This does not mean a system exclusively for leak detection.
6.a. Was it operating at the time of the Incident?
Was the SCADA system in operation at the time of the Incident?
6.b. Was it fully functional at the time of the Incident?
Was the SCADA system capable of performing all of its functions, whether or not it was
actually in operation at the time of the incident? If no, describe functions that were not
operational in the Narrative Part H
6.c and d. Did SCADA-based information (such as alarm(s), alert(s), event(s), and/or
volume or pack calculations) assist with the detection or confirmation of the Incident?
Check yes if SCADA-based information was used to confirm the incident even if the initial
report or identification may have come from other sources. Use of SCADA data for
subsequent estimation of amount of gas lost, etc. is not considered use to confirm the
incident.
Check No if data from SCADA was not used to assist with identification of the incident.
7. How was the incident initially identified for the Operator? (select only one)

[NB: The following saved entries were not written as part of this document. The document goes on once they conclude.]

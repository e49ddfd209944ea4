use serde::{Deserialize, Serialize};
use thiserror::Error;

/// Codes carried by `RpcError` when `origin` is `Local`.
pub mod local_code {
    pub const TIMEOUT: i64 = 1;
    pub const ABORT: i64 = 2;
    pub const NO_DATA: i64 = 3;
    pub const REJECTED: i64 = 4;
}

#[derive(Clone, Copy, Debug, Serialize, Deserialize, PartialEq, Eq)]
#[serde(rename_all = "camelCase")]
pub enum ErrorOrigin {
    Server,
    Application,
    Transport,
    Local,
}

impl ErrorOrigin {
    pub fn wire_code(self) -> i64 {
        match self {
            ErrorOrigin::Server => 1,
            ErrorOrigin::Application => 2,
            ErrorOrigin::Transport => 3,
            ErrorOrigin::Local => 4,
        }
    }

    pub fn from_wire_code(code: i64) -> Option<Self> {
        match code {
            1 => Some(ErrorOrigin::Server),
            2 => Some(ErrorOrigin::Application),
            3 => Some(ErrorOrigin::Transport),
            4 => Some(ErrorOrigin::Local),
            _ => None,
        }
    }

    pub fn as_str(self) -> &'static str {
        match self {
            ErrorOrigin::Server => "server",
            ErrorOrigin::Application => "application",
            ErrorOrigin::Transport => "transport",
            ErrorOrigin::Local => "local",
        }
    }
}

impl std::fmt::Display for ErrorOrigin {
    fn fmt(&self, f: &mut std::fmt::Formatter<'_>) -> std::fmt::Result {
        f.write_str(self.as_str())
    }
}

/// Call failure classified by where it arose. `request_seq` correlates the
/// error back to the originating request when known.
#[derive(Clone, Debug, Error, Serialize, Deserialize, PartialEq, Eq)]
#[serde(rename_all = "camelCase")]
#[error("{origin} error {code}: {message}")]
pub struct RpcError {
    pub origin: ErrorOrigin,
    pub code: i64,
    pub message: String,
    pub request_seq: Option<u64>,
}

impl RpcError {
    pub fn server(code: i64, message: impl Into<String>) -> Self {
        Self::with_origin(ErrorOrigin::Server, code, message)
    }

    pub fn application(code: i64, message: impl Into<String>) -> Self {
        Self::with_origin(ErrorOrigin::Application, code, message)
    }

    pub fn transport(code: i64, message: impl Into<String>) -> Self {
        Self::with_origin(ErrorOrigin::Transport, code, message)
    }

    pub fn local(code: i64, message: impl Into<String>) -> Self {
        Self::with_origin(ErrorOrigin::Local, code, message)
    }

    pub fn with_origin(origin: ErrorOrigin, code: i64, message: impl Into<String>) -> Self {
        Self {
            origin,
            code,
            message: message.into(),
            request_seq: None,
        }
    }

    pub fn with_seq(mut self, seq: u64) -> Self {
        self.request_seq = Some(seq);
        self
    }

    pub fn is_timeout(&self) -> bool {
        self.origin == ErrorOrigin::Local && self.code == local_code::TIMEOUT
    }

    pub fn is_abort(&self) -> bool {
        self.origin == ErrorOrigin::Local && self.code == local_code::ABORT
    }
}

#[derive(Clone, Debug, Error, Serialize, Deserialize, PartialEq, Eq)]
#[serde(rename_all = "camelCase")]
pub enum RemoteError {
    #[error("invalid config: {0}")]
    InvalidConfig(String),
    #[error("request queue is shut down")]
    QueueClosed,
    #[error("no transport satisfies the request: {0}")]
    NoTransport(String),
    #[error("not supported by transport: {0}")]
    Unsupported(String),
    #[error("internal error: {0}")]
    Internal(String),
}

impl From<RemoteError> for RpcError {
    fn from(err: RemoteError) -> Self {
        RpcError::local(local_code::REJECTED, err.to_string())
    }
}
//! Drawable hit index.
//!
//! One R-tree per page holds drawable boxes tagged with their z-order, so a
//! point query answers "which drawable is on top here" without scanning the
//! page. A handle lives on exactly one page at a time.

use crate::types::{CanvasPoint, ObjectHandle};
use rstar::primitives::{GeomWithData, Rectangle};
use rstar::RTree;
use std::collections::HashMap;

/// Where a handle sits: its page and stacking position.
#[derive(Clone, Copy, Debug, PartialEq, Eq)]
pub struct Slot {
    pub handle: ObjectHandle,
    /// Larger values paint later, i.e. on top
    pub z: u64,
}

type PlacedBox = GeomWithData<Rectangle<[f32; 2]>, Slot>;

#[derive(Default)]
pub struct SpatialIndex {
    pages: HashMap<usize, RTree<PlacedBox>>,
    placed: HashMap<ObjectHandle, (usize, PlacedBox)>,
}

impl SpatialIndex {
    pub fn new() -> Self {
        Self::default()
    }

    /// Place `handle` on `page`, replacing wherever it was before.
    pub fn insert(&mut self, slot: Slot, page: usize, position: (f32, f32), size: (f32, f32)) {
        self.remove(slot.handle);

        let corner = [position.0 + size.0, position.1 + size.1];
        let placed = PlacedBox::new(Rectangle::from_corners([position.0, position.1], corner), slot);
        self.pages.entry(page).or_default().insert(placed);
        self.placed.insert(slot.handle, (page, placed));
    }

    pub fn remove(&mut self, handle: ObjectHandle) -> bool {
        let Some((page, placed)) = self.placed.remove(&handle) else {
            return false;
        };
        if let Some(tree) = self.pages.get_mut(&page) {
            tree.remove(&placed);
            if tree.size() == 0 {
                self.pages.remove(&page);
            }
        }
        true
    }

    /// The highest-z handle on `page` whose box contains `point`. Edges count.
    pub fn topmost_at(&self, page: usize, point: CanvasPoint) -> Option<ObjectHandle> {
        self.pages
            .get(&page)?
            .locate_all_at_point(&[point.x, point.y])
            .max_by_key(|placed| placed.data.z)
            .map(|placed| placed.data.handle)
    }

    pub fn page_of(&self, handle: ObjectHandle) -> Option<usize> {
        self.placed.get(&handle).map(|(page, _)| *page)
    }

    pub fn len(&self) -> usize {
        self.placed.len()
    }

    pub fn is_empty(&self) -> bool {
        self.placed.is_empty()
    }

    pub fn clear(&mut self) {
        self.pages.clear();
        self.placed.clear();
    }
}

Controller per the definition in API RP 1168 means a qualified individual whose function
within a shift is to remotely monitor and/or control the operations of entire or multiple
sections of pipeline systems via a SCADA system from a pipeline control room, and who
has operational authority and accountability for the daily remote operational functions of
pipeline systems.
Local Operating Personnel including contractors means employees or contractors
working on behalf of the operator outside the control room.
8. Was an investigation initiated into whether or not the controller(s) or control room
issues were the cause of or a contributing factor to the incident?
Check only one of the boxes to indicate whether an investigation was/is being conducted
(Yes) or was not conducted (No). If an investigation has been completed, select all the
factors that apply in describing the results of the investigation.
Cause means an action or lack of action that directly led to or resulted in the pipeline
incident.
Contributing factor means an action or lack of action that when added to the existing
pipeline circumstances heightened the likelihood of the release or added to the impact of
the release.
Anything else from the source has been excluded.